Not sure if it's too late already, but here it comes.
I see you are loading 2 arrays in memory, with your full files. If you say they are about 3 GB each, that is trying to populate 6 GB in RAM and probably entering swap.
Furthermore, even if you succeed in loading the files, then you are attempting ~ L1xL2 string comparisons (L1 and L2 being the line counts).
I have run the following code in a 1.2 GB (3.3 million lines) and completes in seconds. It uses string hashes, and only loads in RAM a set of L1 integer32.
The trick is done here, creating a set() after applying the hashstring function to every line in the file (except the header, which you seem to be adding to the output).

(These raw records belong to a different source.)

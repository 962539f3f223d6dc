use {miette::ErrReport, thiserror::Error};

/// Exit statuses the reference scanner used for its two fatal lexical
/// conditions. Documented behavior, not load-bearing values.
pub const EXIT_UNTERMINATED_STRING: i32 = 21;
pub const EXIT_UNCLOSED_COMMENT: i32 = 69;

/// Fatal lexical conditions. The scanner cannot establish where the lexeme
/// ends, so no token is produced and the scan stops at the detection point.
#[derive(Error, Debug, Clone, PartialEq)]
pub enum ScanError {
    #[error("Unterminated string, line {line}")]
    UnterminatedString {
        line: usize,
        span: std::ops::Range<usize>,
    },
    #[error("Unclosed comment (* *) block, line {line}")]
    UnclosedComment {
        line: usize,
        span: std::ops::Range<usize>,
    },
}

impl ScanError {
    /// Byte span of the lexeme left open when input ran out.
    pub fn span(&self) -> std::ops::Range<usize> {
        match self {
            ScanError::UnterminatedString { span, .. } => span.clone(),
            ScanError::UnclosedComment { span, .. } => span.clone(),
        }
    }

    pub fn exit_code(&self) -> i32 {
        match self {
            ScanError::UnterminatedString { .. } => EXIT_UNTERMINATED_STRING,
            ScanError::UnclosedComment { .. } => EXIT_UNCLOSED_COMMENT,
        }
    }
}

#[derive(Error, Debug)]
pub enum RuntimeError {
    #[error("Usage: {0}")]
    Usage(ErrReport),
    #[error("Could not read source input")]
    IoError(#[from] std::io::Error),
}
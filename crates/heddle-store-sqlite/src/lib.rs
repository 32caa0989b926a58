//! SQLite backend for the Heddle sync gateway.
//!
//! Wraps [`tokio_rusqlite`] so all database access runs on a dedicated
//! thread without blocking the async runtime. The JSON tree is mirrored in
//! memory for reads and subscriptions; every write commits to the database
//! first and only then becomes visible in the mirror, so a failed commit
//! leaves nothing half-applied.

mod schema;
mod store;

pub mod error;

pub use error::{Error, Result};
pub use store::SqliteGateway;
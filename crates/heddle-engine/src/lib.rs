//! Batch lifecycle engine for the Heddle loom tracker.
//!
//! Two layers live here. [`store::EntityStore`] keeps a live, decoded copy
//! of the gateway tree: one background task owns the root subscription,
//! migrates or seeds what it finds, and publishes every applied revision
//! through a watch channel. [`engine::BatchEngine`] implements the batch
//! lifecycle on top of it — recording production, splitting full batches,
//! carrying balances forward — with every state change expressed as a
//! single atomic gateway update.
//!
//! Neither layer knows which backend it is talking to; both are generic
//! over [`heddle_core::gateway::SyncGateway`].

pub mod engine;
pub mod report;
pub mod store;

pub use engine::{
  BatchEngine, MaterialMovement, MovementKind, ProductionRequest,
  SplitSummary, SubmitOutcome,
};
pub use report::{BatchStatus, BatchView, LoomReport};
pub use store::{EntityStore, StoreFailure, StoreSnapshot, StoreStatus};

#[cfg(test)]
mod tests;
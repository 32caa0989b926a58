//! Loom identity and per-loom configuration.

use rust_decimal::Decimal;
use serde::{Deserialize, Serialize};

use crate::{
  batch::BatchId,
  error::ValidationError,
  transaction::Material,
};

// ─── LoomId ──────────────────────────────────────────────────────────────────

/// Opaque identifier of one loom. The factory this grew up in numbers its
/// looms "1" through "4", but nothing here depends on that.
#[derive(
  Debug, Clone, PartialEq, Eq, PartialOrd, Ord, Hash, Serialize, Deserialize,
)]
pub struct LoomId(String);

impl LoomId {
  pub fn new(id: impl Into<String>) -> Self { Self(id.into()) }

  pub fn as_str(&self) -> &str { &self.0 }
}

impl std::fmt::Display for LoomId {
  fn fmt(&self, f: &mut std::fmt::Formatter<'_>) -> std::fmt::Result {
    f.write_str(&self.0)
  }
}

impl From<&str> for LoomId {
  fn from(s: &str) -> Self { Self(s.to_owned()) }
}

impl From<String> for LoomId {
  fn from(s: String) -> Self { Self(s) }
}

// ─── ConsumptionFactors ──────────────────────────────────────────────────────

/// Raw-material consumption per produced warp.
#[derive(Debug, Clone, Copy, PartialEq, Serialize, Deserialize)]
pub struct ConsumptionFactors {
  pub cone:    Decimal,
  pub jarigai: Decimal,
}

impl ConsumptionFactors {
  pub fn new(cone: Decimal, jarigai: Decimal) -> Result<Self, ValidationError> {
    for (material, factor) in
      [(Material::Cone, cone), (Material::Jarigai, jarigai)]
    {
      if factor.is_sign_negative() {
        return Err(ValidationError::NegativeFactor { material, factor });
      }
    }
    Ok(Self { cone, jarigai })
  }

  pub fn for_material(&self, material: Material) -> Option<Decimal> {
    match material {
      Material::Cone => Some(self.cone),
      Material::Jarigai => Some(self.jarigai),
      Material::Warp => None,
    }
  }
}

impl Default for ConsumptionFactors {
  fn default() -> Self {
    Self {
      cone:    DEFAULT_CONE_FACTOR,
      jarigai: DEFAULT_JARIGAI_FACTOR,
    }
  }
}

// ─── Defaults ────────────────────────────────────────────────────────────────

/// Batch completion threshold a fresh loom starts with: 80 warps.
pub const DEFAULT_TARGET_UNITS: Decimal = Decimal::from_parts(80, 0, 0, false, 0);

/// Cone yarn consumed per warp on a fresh loom: 0.12.
pub const DEFAULT_CONE_FACTOR: Decimal = Decimal::from_parts(12, 0, 0, false, 2);

/// Jarigai thread consumed per warp on a fresh loom: 0.05.
pub const DEFAULT_JARIGAI_FACTOR: Decimal =
  Decimal::from_parts(5, 0, 0, false, 2);

// ─── LoomConfig ──────────────────────────────────────────────────────────────

/// Current mutable state of one loom.
///
/// `active_batch_id` and `batch_sequence` change only when the lifecycle
/// engine closes a batch; `target_units` and `factors` change only through
/// user-initiated settings edits, which affect future calculations — closed
/// batches stay pinned by their [`crate::batch::BatchClosure`].
#[derive(Debug, Clone, PartialEq, Serialize, Deserialize)]
pub struct LoomConfig {
  pub id:              LoomId,
  pub target_units:    Decimal,
  pub factors:         ConsumptionFactors,
  pub active_batch_id: BatchId,
  pub batch_sequence:  u32,
}

impl LoomConfig {
  /// A first-use config: default target and factors, sequence 1, with the
  /// caller-chosen active batch.
  pub fn with_defaults(id: LoomId, active_batch_id: BatchId) -> Self {
    Self {
      id,
      target_units: DEFAULT_TARGET_UNITS,
      factors: ConsumptionFactors::default(),
      active_batch_id,
      batch_sequence: 1,
    }
  }
}

// ─── LoomSettings ────────────────────────────────────────────────────────────

/// The user-editable subset of a [`LoomConfig`].
#[derive(Debug, Clone, Copy, PartialEq, Serialize, Deserialize)]
pub struct LoomSettings {
  pub target_units: Decimal,
  pub factors:      ConsumptionFactors,
}

impl LoomSettings {
  pub fn validate(&self) -> Result<(), ValidationError> {
    if self.target_units <= Decimal::ZERO {
      return Err(ValidationError::NonPositiveTarget(self.target_units));
    }
    // Factor sign is enforced by ConsumptionFactors::new, but settings may
    // arrive fully deserialized; re-check here.
    ConsumptionFactors::new(self.factors.cone, self.factors.jarigai)?;
    Ok(())
  }
}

file1 = set(map(hashstring, f1))
Please note I am comparing the file against itself (f2 loads the same file as f1). Let me know if it helps.
from zlib import adler32
def hashstring(s):
return adler32(s.encode('utf-8'))
with open('haproxy.log.1', 'r') as f1:
heading = f1.readline()
print(f'Heading: {heading}')
print('Hashing')
file1 = set(map(hashstring, f1))
print(f'Hashed: {len(file1)}')
with open('updates.log', 'w') as outFile:
count = 0
outFile.write(heading)
with open ('haproxy.log.1', 'r') as f2:
for line in f2:
if hashstring(line) not in file1:
outFile.write(line)
count += 1
if 0 == count % 10000:
print(f'Checked: {count}')